La questione, nel momento della creazione di una nuova opera d’arte è questa: “In ciò che vediamo, c’è più di quello che riusciamo a vedere solo con gli occhi?”. E la risposta è sempre sì. Persino nell’oggetto più umile possiamo trovare ciò che cerchiamo — bellezza, verità, realtà, divinità — e queste qualità non le crea l’artista: lui le scopre soltanto, nel momento in cui inizia a dipingere.
Questo sguardo che vede di più è quello che esige il Natale: non basta guardare, non basta neppure vedere. Per comprendere bisogna amare. Succede proprio così nel Natale: l’invisibile, diventa visibile; si offre ai nostri sensi, alla nostra conoscenza, ma non si ferma lì. Gesù cerca il nostro cuore, risuscita la nostra capacità di amare, di credere, di vedere oltre le cose.

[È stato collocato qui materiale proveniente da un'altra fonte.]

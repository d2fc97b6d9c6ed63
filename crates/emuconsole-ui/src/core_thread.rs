use std::io;
use std::path::PathBuf;
use std::thread;

use crossbeam_channel::Receiver;
use emuconsole_audio::resampler::FRAME_SIZE;
use emuconsole_audio::{AudioBackend, AudioError, SinkConfig};
use log::{debug, info, warn};

use crate::backends::create_backend;
use crate::commands::{Command, SpeedControl};
use crate::screenshot::{Screen, ScreenshotSession};
use crate::source::SampleSource;

const VIDEO_FPS: u32 = 60;
pub const SCOPE_WIDTH: u32 = 160;
pub const SCOPE_HEIGHT: u32 = 120;

#[derive(Debug, thiserror::Error)]
pub enum CoreError {
    #[error("audio: {0}")]
    Audio(#[from] AudioError),
    #[error("sample source: {0}")]
    Io(#[from] io::Error),
}

#[derive(Debug, Clone)]
pub struct CoreOptions {
    pub backend: String,
    pub sink: SinkConfig,
    pub speed_factor: u32,
    pub frequency: u32,
    pub seconds: Option<u64>,
    pub game_name: String,
    pub screenshot_dir: PathBuf,
}

#[derive(Debug, Clone, Copy, Default, PartialEq, Eq)]
pub struct RunSummary {
    pub frames_pushed: u64,
    pub stopped: bool,
}

/// Run the emulation loop on its own thread. The audio backend is created
/// there, since device handles may not leave the thread that opened them.
pub fn spawn(
    options: CoreOptions,
    mut source: Box<dyn SampleSource>,
    commands: Receiver<Command>,
) -> io::Result<thread::JoinHandle<Result<RunSummary, CoreError>>> {
    thread::Builder::new()
        .name("emulation".into())
        .spawn(move || {
            let mut backend = create_backend(&options.backend, &options.sink)?;
            run(backend.as_mut(), &options, source.as_mut(), &commands)
        })
}

/// Feed one video frame's worth of samples per iteration until the source
/// runs dry, the time limit passes or a stop command arrives.
pub fn run(
    backend: &mut dyn AudioBackend,
    options: &CoreOptions,
    source: &mut dyn SampleSource,
    commands: &Receiver<Command>,
) -> Result<RunSummary, CoreError> {
    let mut speed = SpeedControl::new(options.speed_factor);
    backend.set_speed_factor(speed.current());
    backend.set_audio_format(options.frequency, 16);

    let chunk_frames = (options.frequency / VIDEO_FPS).max(1) as u64;
    let limit = options
        .seconds
        .map(|s| s.saturating_mul(u64::from(options.frequency)));
    let mut screenshots = ScreenshotSession::new(&options.screenshot_dir, &options.game_name);
    let mut summary = RunSummary::default();
    let mut chunk = Vec::new();

    info!(
        "Emulating '{}' at {}Hz on the {} backend",
        options.game_name, options.frequency, options.backend
    );

    loop {
        for command in commands.try_iter() {
            match command {
                Command::SpeedDelta(delta) => {
                    speed.adjust(delta);
                    backend.set_speed_factor(speed.current());
                    info!("Speed factor {}%", speed.current());
                }
                Command::FastForward => {
                    speed.toggle_fast_forward();
                    backend.set_speed_factor(speed.current());
                    info!(
                        "Fast forward {}",
                        if speed.is_fast_forward() { "on" } else { "off" }
                    );
                }
                Command::Screenshot => {
                    let pixels = render_scope(&chunk, SCOPE_WIDTH, SCOPE_HEIGHT);
                    let screen = Screen {
                        width: SCOPE_WIDTH,
                        height: SCOPE_HEIGHT,
                        pitch: SCOPE_WIDTH as usize * 3,
                        pixels: &pixels,
                    };
                    if let Err(e) = screenshots.take(&screen) {
                        warn!("Failed to save screenshot: {e}");
                    }
                }
                Command::Stop => {
                    summary.stopped = true;
                    return Ok(summary);
                }
            }
        }

        let mut want = chunk_frames;
        if let Some(limit) = limit {
            if summary.frames_pushed >= limit {
                break;
            }
            want = want.min(limit - summary.frames_pushed);
        }

        let got = source.fill(&mut chunk, want as usize)?;
        if got == 0 {
            debug!("sample source exhausted");
            break;
        }
        backend.push_audio_samples(&chunk[..got * FRAME_SIZE]);
        summary.frames_pushed += got as u64;
    }

    Ok(summary)
}

/// Draw the left channel of `chunk` as an oscilloscope trace. Rows are
/// stored bottom row first.
pub fn render_scope(chunk: &[u8], width: u32, height: u32) -> Vec<u8> {
    const BACKGROUND: [u8; 3] = [0x10, 0x10, 0x18];
    const AXIS: [u8; 3] = [0x30, 0x30, 0x40];
    const TRACE: [u8; 3] = [0x40, 0xE0, 0x60];

    let (w, h) = (width as usize, height as usize);
    let mut pixels = BACKGROUND.repeat(w * h);
    if w == 0 || h == 0 {
        return pixels;
    }

    let mut plot = |x: usize, y: usize, color: [u8; 3]| {
        let at = (y * w + x) * 3;
        pixels[at..at + 3].copy_from_slice(&color);
    };

    for x in 0..w {
        plot(x, h / 2, AXIS);
    }

    let frames = chunk.len() / FRAME_SIZE;
    if frames == 0 {
        return pixels;
    }
    for x in 0..w {
        let at = (x * frames / w) * FRAME_SIZE;
        let left = i16::from_ne_bytes([chunk[at], chunk[at + 1]]);
        let y = (i64::from(left) + 32768) * (h as i64 - 1) / 65535;
        plot(x, y as usize, TRACE);
    }
    pixels
}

Il Natale di Gesù alimenta il nostro desiderio e continua a nutrirlo anche quando il giorno tramonta. Passato il Natale si smontano gli addobbi, si spengono le luci, si ripongono alberi e presepi e anche i desideri e i propositi vengono riposti negli scatoloni per il prossimo anno; ma se il nostro sguardo ha riconosciuto Gesù, non riusciremo a smontare i desideri che il suo Natale ha risvegliato.
Si tratta di un desiderio di paternità e di maternità che, se pur, a volte deformato, non può essere mortificato. Ci è stato donato un Figlio, perché potessimo riconoscerci figli come Lui. Infatti, a quale degli angeli Dio ha mai detto: «Tu sei mio figlio, oggi ti ho generato»? e ancora: «Io sarò per lui padre ed egli sarà per me figlio»? Quando invece introduce il primogenito nel mondo, dice: «Lo adorino tutti gli angeli di Dio». Abbiamo bisogno di figli, in un mondo che sembra avervi rinunciato: insieme a tutte le condizioni materiali e sociali necessarie, il Natale ci consegna la meraviglia e la bellezza dell’essere figlio, come Gesù, di vivere la relazione con il Padre come Lui. Abbiamo pensato che la nostra autonomia, indipendenza e maturità richiedesse l’eliminazione del padre e ci siamo ritrovati semplicemente orfani, figli di madre vedova, riottosi a diventare padri.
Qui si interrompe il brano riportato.